● Brief:
Where does "StatusCode" appear in the data? Return each line that holds it.

● Stored items:
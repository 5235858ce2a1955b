//! Tracing middleware attaching a request-scoped trace identifier.
//!
//! Each incoming request receives a UUID `trace_id` held in task-local
//! storage for correlation across logs and error responses, and echoed to
//! the client in a response header. Task-local variables are not inherited
//! by spawned tasks; use [`TraceId::scope`] when moving work onto another
//! task if the identifier must propagate.

use std::future::Future;
use std::task::{Context, Poll};

use actix_web::Error;
use actix_web::dev::{Service, ServiceRequest, ServiceResponse, Transform};
use actix_web::http::header::{HeaderName, HeaderValue};
use futures_util::future::{LocalBoxFuture, Ready, ready};
use tokio::task_local;
use uuid::Uuid;

use crate::domain::TRACE_ID_HEADER;

task_local! {
    static TRACE_ID: TraceId;
}

/// Per-request trace identifier exposed via task-local storage.
#[derive(Debug, Clone, Copy, PartialEq, Eq)]
pub struct TraceId(Uuid);

impl TraceId {
    fn generate() -> Self {
        Self(Uuid::new_v4())
    }

    /// Returns the current trace identifier if one is in scope.
    pub fn current() -> Option<Self> {
        TRACE_ID.try_with(|id| *id).ok()
    }

    /// Execute the provided future with the supplied trace identifier in
    /// scope.
    pub async fn scope<Fut>(trace_id: Self, fut: Fut) -> Fut::Output
    where
        Fut: Future,
    {
        TRACE_ID.scope(trace_id, fut).await
    }
}

impl std::fmt::Display for TraceId {
    fn fmt(&self, f: &mut std::fmt::Formatter<'_>) -> std::fmt::Result {
        write!(f, "{}", self.0)
    }
}

impl std::str::FromStr for TraceId {
    type Err = uuid::Error;

    fn from_str(s: &str) -> Result<Self, Self::Err> {
        Ok(Self(Uuid::parse_str(s)?))
    }
}

/// Middleware factory assigning a fresh [`TraceId`] to every request.
#[derive(Debug, Clone, Copy, Default)]
pub struct Trace;

impl<S, B> Transform<S, ServiceRequest> for Trace
where
    S: Service<ServiceRequest, Response = ServiceResponse<B>, Error = Error>,
    S::Future: 'static,
    B: 'static,
{
    type Response = ServiceResponse<B>;
    type Error = Error;
    type Transform = TraceMiddleware<S>;
    type InitError = ();
    type Future = Ready<Result<Self::Transform, Self::InitError>>;

    fn new_transform(&self, service: S) -> Self::Future {
        ready(Ok(TraceMiddleware { service }))
    }
}

/// Service wrapper scoping each call under a fresh trace identifier.
pub struct TraceMiddleware<S> {
    service: S,
}

impl<S, B> Service<ServiceRequest> for TraceMiddleware<S>
where
    S: Service<ServiceRequest, Response = ServiceResponse<B>, Error = Error>,
    S::Future: 'static,
    B: 'static,
{
    type Response = ServiceResponse<B>;
    type Error = Error;
    type Future = LocalBoxFuture<'static, Result<Self::Response, Self::Error>>;

    fn poll_ready(&self, cx: &mut Context<'_>) -> Poll<Result<(), Self::Error>> {
        self.service.poll_ready(cx)
    }

    fn call(&self, req: ServiceRequest) -> Self::Future {
        let trace_id = TraceId::generate();
        let fut = self.service.call(req);
        Box::pin(TraceId::scope(trace_id, async move {
            let mut res = fut.await?;
            if let Ok(value) = HeaderValue::from_str(&trace_id.to_string()) {
                res.headers_mut()
                    .insert(HeaderName::from_static(TRACE_ID_HEADER), value);
            }
            Ok(res)
        }))
    }
}

#[cfg(test)]
mod tests {
    //! Scope propagation and header attachment coverage.

    use actix_web::http::StatusCode;
    use actix_web::{App, HttpResponse, test, web};

    use super::*;

    #[::core::prelude::v1::test]
    fn current_is_none_outside_a_scope() {
        assert!(TraceId::current().is_none());
    }

    #[actix_web::test]
    async fn scope_exposes_the_identifier() {
        let trace_id: TraceId = "00000000-0000-0000-0000-000000000042"
            .parse()
            .expect("valid UUID");
        let observed = TraceId::scope(trace_id, async move { TraceId::current() }).await;
        assert_eq!(observed, Some(trace_id));
    }

    #[actix_web::test]
    async fn responses_carry_the_trace_header() {
        let app = test::init_service(
            App::new()
                .wrap(Trace)
                .route("/ping", web::get().to(|| async { HttpResponse::Ok().finish() })),
        )
        .await;

        let response = test::call_service(&app, test::TestRequest::get().uri("/ping").to_request())
            .await;
        assert_eq!(response.status(), StatusCode::OK);
        let header = response
            .headers()
            .get(TRACE_ID_HEADER)
            .expect("trace header present");
        let value: TraceId = header
            .to_str()
            .expect("ascii header")
            .parse()
            .expect("uuid-shaped trace id");
        assert!(!value.to_string().is_empty());
    }
}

● Answer to this problem:
    use actix_web::http::StatusCode;
        assert_eq!(response.status(), StatusCode::OK);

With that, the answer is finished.